(Work instruction): Write each of the records out again exactly.

Dataset entries
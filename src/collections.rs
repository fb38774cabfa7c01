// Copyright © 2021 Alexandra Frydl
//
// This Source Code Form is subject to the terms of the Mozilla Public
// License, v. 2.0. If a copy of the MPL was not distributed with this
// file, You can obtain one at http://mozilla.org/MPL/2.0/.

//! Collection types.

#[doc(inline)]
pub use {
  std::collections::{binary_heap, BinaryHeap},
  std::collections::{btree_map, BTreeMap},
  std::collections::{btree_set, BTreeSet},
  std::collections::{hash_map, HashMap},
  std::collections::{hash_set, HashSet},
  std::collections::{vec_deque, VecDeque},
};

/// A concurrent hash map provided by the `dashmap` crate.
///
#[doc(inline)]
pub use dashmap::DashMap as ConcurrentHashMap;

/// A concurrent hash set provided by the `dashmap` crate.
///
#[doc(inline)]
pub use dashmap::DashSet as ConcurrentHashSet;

(Result for this exercise):
filename src/collections.rs
repository fb38774cabfa7c01
// Copyright © 2021 Alexandra Frydl
//
// This Source Code Form is subject to the terms of the Mozilla Public
// License, v. 2.0. If a copy of the MPL was not distributed with this
// file, You can obtain one at http://mozilla.org/MPL/2.0/.

//! Collection types.

#[doc(inline)]
pub use {
  std::collections::{binary_heap, BinaryHeap},
  std::collections::{btree_map, BTreeMap},
  std::collections::{btree_set, BTreeSet},
  std::collections::{hash_map, HashMap},
  std::collections::{hash_set, HashSet},
  std::collections::{vec_deque, VecDeque},
};

/// A concurrent hash map provided by the `dashmap` crate.
///
#[doc(inline)]
pub use dashmap::DashMap as ConcurrentHashMap;

/// A concurrent hash set provided by the `dashmap` crate.
///
#[doc(inline)]
pub use dashmap::DashSet as ConcurrentHashSet;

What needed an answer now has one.